Et la situation est plus critique encore dans l’univers hospitalier où cette majoration pourrait même être doublée au regard des objectifs Egalim encore à mettre en œuvre, « moins de 10 % d’achats durables à ce jour dans les assiettes, contre déjà 50 % en milieu scolaire », alerte l’experte.

Aussi les acheteurs publics sont-ils amenés à faire des « petits choix », lesquels « finissent par déconstruire les filières et mettre les producteurs en difficulté », regrette-t-elle, évoquant ainsi des hôpitaux bretons qui ont dû supprimer le bio de leurs menus. De leurs côtés, les fournisseurs qui le peuvent se tournent vers l’export aux dépens de la souveraineté.

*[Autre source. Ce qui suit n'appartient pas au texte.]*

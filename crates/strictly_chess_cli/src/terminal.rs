//! Terminal presenter: draws the board on stdout.

use crossterm::{
    queue,
    style::{Color, Print, ResetColor, SetForegroundColor},
};
use std::io::{self, Write};
use strictly_chess::{Notice, Occupant, Presenter, Side, Snapshot};
use tracing::warn;

const FILES: &str = "abcdefgh";

/// Draws the board from the local participant's point of view.
///
/// Both participants see their own pieces at the bottom and read coordinates
/// the same way they type them.
pub struct TerminalPresenter<W: Write + Send = io::Stdout> {
    out: W,
    colored: bool,
}

impl TerminalPresenter {
    /// Presenter writing coloured output to stdout.
    pub fn stdout() -> Self {
        Self {
            out: io::stdout(),
            colored: true,
        }
    }
}

impl<W: Write + Send> TerminalPresenter<W> {
    /// Presenter writing plain text to `out`.
    pub fn plain(out: W) -> Self {
        Self {
            out,
            colored: false,
        }
    }

    fn draw(&mut self, snapshot: &Snapshot, viewer: Side) -> io::Result<()> {
        let border = |left: char, mid: char, right: char| {
            let mut line = format!("  {}", left);
            for file in 0..8 {
                line.push_str("───");
                line.push(if file == 7 { right } else { mid });
            }
            line
        };

        writeln!(self.out)?;
        writeln!(self.out, "{}", file_labels())?;
        writeln!(self.out, "{}", border('┌', '┬', '┐'))?;
        for row in 0..8u8 {
            let rank = 7 - row;
            write!(self.out, "{} │", rank + 1)?;
            for file in 0..8u8 {
                let occupant = square_at(snapshot, viewer, file, rank);
                self.piece(occupant)?;
                write!(self.out, "│")?;
            }
            writeln!(self.out, " {}", rank + 1)?;
            if row < 7 {
                writeln!(self.out, "{}", border('├', '┼', '┤'))?;
            }
        }
        writeln!(self.out, "{}", border('└', '┴', '┘'))?;
        writeln!(self.out, "{}", file_labels())?;
        if let Some(kind) = snapshot.last_capture {
            writeln!(self.out, "Captured: {}", kind)?;
        }
        self.out.flush()
    }

    fn piece(&mut self, occupant: Option<Occupant>) -> io::Result<()> {
        let Some(occupant) = occupant else {
            return write!(self.out, "   ");
        };
        if !self.colored {
            let glyph = match occupant.side {
                Side::First => occupant.kind.glyph(),
                Side::Second => occupant
                    .kind
                    .letter()
                    .map_or('p', |letter| letter.to_ascii_lowercase()),
            };
            return write!(self.out, " {} ", glyph);
        }
        queue!(
            self.out,
            SetForegroundColor(side_color(occupant.side)),
            Print(format!(" {} ", occupant.kind.glyph())),
            ResetColor
        )
    }

    fn message(&mut self, notice: &Notice) -> io::Result<()> {
        let color = match notice {
            Notice::Check | Notice::Lost { .. } | Notice::SyntaxError => Some(Color::Red),
            Notice::Won => Some(Color::Green),
            Notice::Waiting { .. } | Notice::WrapUp => None,
        };
        match color {
            Some(color) if self.colored => queue!(
                self.out,
                SetForegroundColor(color),
                Print(notice.to_string()),
                ResetColor,
                Print("\n")
            )?,
            _ => writeln!(self.out, "{}", notice)?,
        }
        self.out.flush()
    }
}

impl<W: Write + Send> Presenter for TerminalPresenter<W> {
    fn render(&mut self, snapshot: &Snapshot, viewer: Side) {
        if let Err(e) = self.draw(snapshot, viewer) {
            warn!(error = %e, "Failed to draw board");
        }
    }

    fn notify(&mut self, notice: &Notice) {
        if let Err(e) = self.message(notice) {
            warn!(error = %e, "Failed to print notice");
        }
    }
}

fn file_labels() -> String {
    let mut line = String::from("  ");
    for file in FILES.chars() {
        line.push_str(&format!("  {} ", file));
    }
    line
}

/// Occupant of the square the viewer calls (`file`, `rank`).
fn square_at(snapshot: &Snapshot, viewer: Side, file: u8, rank: u8) -> Option<Occupant> {
    let (file, rank) = if viewer.is_mirrored() {
        (7 - file, 7 - rank)
    } else {
        (file, rank)
    };
    let index = usize::from(rank) * 8 + usize::from(file);
    snapshot.board.get(index).and_then(|square| square.occupant)
}

fn side_color(side: Side) -> Color {
    match side {
        Side::First => Color::White,
        Side::Second => Color::DarkYellow,
    }
}

#[cfg(test)]
mod tests {
    use super::*;
    use strictly_chess::{RulesEngine, ShakmatyEngine};

    fn rendered(viewer: Side) -> Vec<String> {
        let mut engine = ShakmatyEngine::new();
        engine.apply_move("e4").unwrap();
        let snapshot = Snapshot::new(engine.status(), None);

        let mut presenter = TerminalPresenter::plain(Vec::new());
        presenter.render(&snapshot, viewer);
        String::from_utf8(presenter.out)
            .unwrap()
            .lines()
            .map(str::to_string)
            .collect()
    }

    fn row<'a>(lines: &'a [String], rank: char) -> &'a str {
        lines
            .iter()
            .find(|line| line.starts_with(rank))
            .map(String::as_str)
            .unwrap()
    }

    #[test]
    fn test_first_side_sees_own_pieces_at_bottom() {
        let lines = rendered(Side::First);
        assert!(row(&lines, '1').contains('♚'));
        assert!(row(&lines, '8').contains(" k "));
        // e4 pawn in the fifth column
        let cells: Vec<&str> = row(&lines, '4').split('│').collect();
        assert_eq!(cells[5].trim(), "♟");
    }

    #[test]
    fn test_second_side_sees_mirrored_board() {
        let lines = rendered(Side::Second);
        assert!(row(&lines, '1').contains(" k "));
        assert!(row(&lines, '8').contains('♚'));
        // Canonical e4 is d5 from the second side.
        let cells: Vec<&str> = row(&lines, '5').split('│').collect();
        assert_eq!(cells[4].trim(), "♟");
    }

    #[test]
    fn test_notice_is_printed() {
        let mut presenter = TerminalPresenter::plain(Vec::new());
        presenter.notify(&Notice::Check);
        assert_eq!(String::from_utf8(presenter.out).unwrap(), "CHECK!\n");
    }
}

Faire de la charge un investissement

En attendant du PLFSS 2023 la création d’un « budget fléché vers les achats de la restauration collective » au titre de la souveraineté alimentaire, l’objectif est donc d’obtenir des décideurs publics un arbitrage financier en faveur du secteur. Si 60 % des 5 200 contrats de restauration collective actifs en 2023 ont déjà été signés – dont 40 % depuis plus de deux ans – le récent avis du Conseil d’État sur l’imprévisibilité peut déjà permettre de les renégocier.

Quant aux marchés à venir, il s’agit bien de « s’assurer que l’appel d’offres paie le juste prix de la qualité, car c’est aussi le rôle de la restauration collective publique que de soutenir l’économie locale et l’équité sociale », avance Marie-Cécile Rollin, laquelle en appelle à la responsabilité des ARS et des directions pour le secteur hospitalier. L’idée est, en clair, de faire de la restauration collective, non plus une charge ou une dépense, mais un service et un investissement. Mais même pour un budget représentant 1 % de la totalité de l’hôpital, l’argument reste à assimiler.